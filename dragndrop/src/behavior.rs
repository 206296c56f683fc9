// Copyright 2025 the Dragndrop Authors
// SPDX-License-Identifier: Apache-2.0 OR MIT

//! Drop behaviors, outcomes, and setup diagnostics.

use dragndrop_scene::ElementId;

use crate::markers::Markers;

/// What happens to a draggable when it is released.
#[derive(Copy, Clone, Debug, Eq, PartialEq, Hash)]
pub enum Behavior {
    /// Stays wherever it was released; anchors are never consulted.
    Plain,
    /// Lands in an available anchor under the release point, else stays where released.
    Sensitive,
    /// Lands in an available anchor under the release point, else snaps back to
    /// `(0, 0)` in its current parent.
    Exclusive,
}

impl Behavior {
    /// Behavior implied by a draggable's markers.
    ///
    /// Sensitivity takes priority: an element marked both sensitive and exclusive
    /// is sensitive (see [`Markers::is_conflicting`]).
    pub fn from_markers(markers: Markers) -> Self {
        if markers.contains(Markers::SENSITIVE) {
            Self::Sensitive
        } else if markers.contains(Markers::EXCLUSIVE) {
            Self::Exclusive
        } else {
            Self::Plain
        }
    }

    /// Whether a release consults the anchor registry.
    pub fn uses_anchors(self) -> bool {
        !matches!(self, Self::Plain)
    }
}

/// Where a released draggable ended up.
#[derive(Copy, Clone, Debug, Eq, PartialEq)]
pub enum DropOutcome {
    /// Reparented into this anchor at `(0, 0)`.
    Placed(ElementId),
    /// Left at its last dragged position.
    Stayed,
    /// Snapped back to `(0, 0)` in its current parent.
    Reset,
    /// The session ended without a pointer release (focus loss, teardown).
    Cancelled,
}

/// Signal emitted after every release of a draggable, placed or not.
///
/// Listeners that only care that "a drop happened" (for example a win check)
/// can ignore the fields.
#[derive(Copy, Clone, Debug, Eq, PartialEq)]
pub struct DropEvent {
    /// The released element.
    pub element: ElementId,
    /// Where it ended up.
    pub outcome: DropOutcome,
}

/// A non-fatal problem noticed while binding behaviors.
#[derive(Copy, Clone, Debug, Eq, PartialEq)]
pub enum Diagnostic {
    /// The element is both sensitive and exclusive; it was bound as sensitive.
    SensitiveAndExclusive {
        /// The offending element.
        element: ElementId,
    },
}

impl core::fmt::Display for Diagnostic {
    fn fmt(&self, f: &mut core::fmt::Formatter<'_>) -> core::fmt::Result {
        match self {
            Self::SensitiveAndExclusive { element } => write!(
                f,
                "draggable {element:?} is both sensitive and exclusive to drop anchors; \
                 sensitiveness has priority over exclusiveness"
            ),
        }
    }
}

════

_WHAT YOU NEED TO DO_. Identify each line in the records above containing the word "priority"; copy those lines.

_EXPECTED ANSWER_.
    /// Sensitivity takes priority: an element marked both sensitive and exclusive
                 sensitiveness has priority over exclusiveness"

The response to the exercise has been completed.